§ **Problem statement**
Wherever the word "RenderCtx" appears in the entries, copy the whole line.

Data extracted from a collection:
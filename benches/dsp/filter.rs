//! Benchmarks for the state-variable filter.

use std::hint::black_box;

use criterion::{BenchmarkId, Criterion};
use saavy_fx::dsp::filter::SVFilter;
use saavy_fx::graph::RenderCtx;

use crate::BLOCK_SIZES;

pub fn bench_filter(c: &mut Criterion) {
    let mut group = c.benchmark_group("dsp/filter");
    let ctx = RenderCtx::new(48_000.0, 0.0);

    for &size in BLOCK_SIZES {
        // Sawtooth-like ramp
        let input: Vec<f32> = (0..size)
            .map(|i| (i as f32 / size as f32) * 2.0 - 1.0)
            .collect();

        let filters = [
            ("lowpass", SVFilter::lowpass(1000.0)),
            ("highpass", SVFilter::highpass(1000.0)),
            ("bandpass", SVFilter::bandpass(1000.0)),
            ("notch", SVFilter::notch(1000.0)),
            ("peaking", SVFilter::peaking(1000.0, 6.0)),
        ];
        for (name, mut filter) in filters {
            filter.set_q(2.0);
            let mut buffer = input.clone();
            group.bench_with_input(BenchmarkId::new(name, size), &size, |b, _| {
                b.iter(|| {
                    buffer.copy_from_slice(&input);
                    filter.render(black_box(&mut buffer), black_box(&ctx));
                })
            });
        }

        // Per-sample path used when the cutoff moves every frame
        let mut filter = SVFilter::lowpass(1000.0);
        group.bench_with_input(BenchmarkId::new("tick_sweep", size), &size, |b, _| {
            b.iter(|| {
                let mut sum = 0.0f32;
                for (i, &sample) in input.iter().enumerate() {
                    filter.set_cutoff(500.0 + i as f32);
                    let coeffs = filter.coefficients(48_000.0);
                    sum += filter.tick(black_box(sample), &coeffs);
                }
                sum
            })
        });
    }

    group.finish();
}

§ **Exercise solution**
use saavy_fx::graph::RenderCtx;
    let ctx = RenderCtx::new(48_000.0, 0.0);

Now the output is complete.